Segment Start: Records to process
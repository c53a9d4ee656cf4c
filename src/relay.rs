//! waypoint/src/relay.rs
//! Raw byte pump between two established sockets. No packet interpretation
//! happens past this point.

use tokio::io::{self, AsyncRead, AsyncWrite};

/// Duplex copy with half-close propagation: EOF on either side promptly
/// shuts down the write half of the other, and the copy ends once both
/// directions are closed. The two directions backpressure independently —
/// a write that cannot be accepted suspends only its own direction.
/// Returns the bytes copied client-to-backend and backend-to-client.
pub async fn relay<A, B>(client: &mut A, backend: &mut B) -> io::Result<(u64, u64)>
where
    A: AsyncRead + AsyncWrite + Unpin + ?Sized,
    B: AsyncRead + AsyncWrite + Unpin + ?Sized,
{
    io::copy_bidirectional(client, backend).await
}

#[cfg(test)]
mod tests {
    use super::*;
    use std::time::Duration;
    use tokio::io::{AsyncReadExt, AsyncWriteExt, duplex, split};
    use tokio::time::timeout;

    #[tokio::test]
    async fn copies_both_directions_and_propagates_close() {
        let (mut client_peer, mut client_side) = duplex(64);
        let (mut backend_peer, mut backend_side) = duplex(64);

        let pump =
            tokio::spawn(async move { relay(&mut client_side, &mut backend_side).await.unwrap() });

        client_peer.write_all(b"hello").await.unwrap();
        let mut buf = [0u8; 5];
        backend_peer.read_exact(&mut buf).await.unwrap();
        assert_eq!(&buf, b"hello");

        backend_peer.write_all(b"world!").await.unwrap();
        let mut buf = [0u8; 6];
        client_peer.read_exact(&mut buf).await.unwrap();
        assert_eq!(&buf, b"world!");

        // Closing the client side must propagate a shutdown to the backend.
        drop(client_peer);
        assert_eq!(backend_peer.read(&mut [0u8; 8]).await.unwrap(), 0);

        // Once the backend closes too, the pump ends with both counters.
        drop(backend_peer);
        let (up, down) = pump.await.unwrap();
        assert_eq!(up, 5);
        assert_eq!(down, 6);
    }

    #[tokio::test]
    async fn stalled_write_does_not_block_reverse_direction() {
        // Tiny pipes so the client-to-backend write pends quickly.
        let (client_peer, mut client_side) = duplex(16);
        let (mut backend_peer, mut backend_side) = duplex(16);

        let _pump = tokio::spawn(async move {
            let _ = relay(&mut client_side, &mut backend_side).await;
        });

        // Saturate the forward direction: nothing ever drains the backend
        // peer, so the pump's write toward it stays pending.
        let (mut client_read, mut client_write) = split(client_peer);
        tokio::spawn(async move {
            let _ = client_write.write_all(&[0u8; 48]).await;
        });

        // The reverse direction must still make progress.
        backend_peer.write_all(b"reply").await.unwrap();
        let mut buf = [0u8; 5];
        timeout(Duration::from_secs(1), client_read.read_exact(&mut buf))
            .await
            .expect("backend-to-client direction stalled while a forward write was pending")
            .unwrap();
        assert_eq!(&buf, b"reply");
    }
}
Segment End: Records to process
Return, word for word, each line from the one that contains "write pends quickly." through the end of the listing above.

Solution for this problem:
        // Tiny pipes so the client-to-backend write pends quickly.
        let (client_peer, mut client_side) = duplex(16);
        let (mut backend_peer, mut backend_side) = duplex(16);

        let _pump = tokio::spawn(async move {
            let _ = relay(&mut client_side, &mut backend_side).await;
        });

        // Saturate the forward direction: nothing ever drains the backend
        // peer, so the pump's write toward it stays pending.
        let (mut client_read, mut client_write) = split(client_peer);
        tokio::spawn(async move {
            let _ = client_write.write_all(&[0u8; 48]).await;
        });

        // The reverse direction must still make progress.
        backend_peer.write_all(b"reply").await.unwrap();
        let mut buf = [0u8; 5];
        timeout(Duration::from_secs(1), client_read.read_exact(&mut buf))
            .await
            .expect("backend-to-client direction stalled while a forward write was pending")
            .unwrap();
        assert_eq!(&buf, b"reply");
    }
}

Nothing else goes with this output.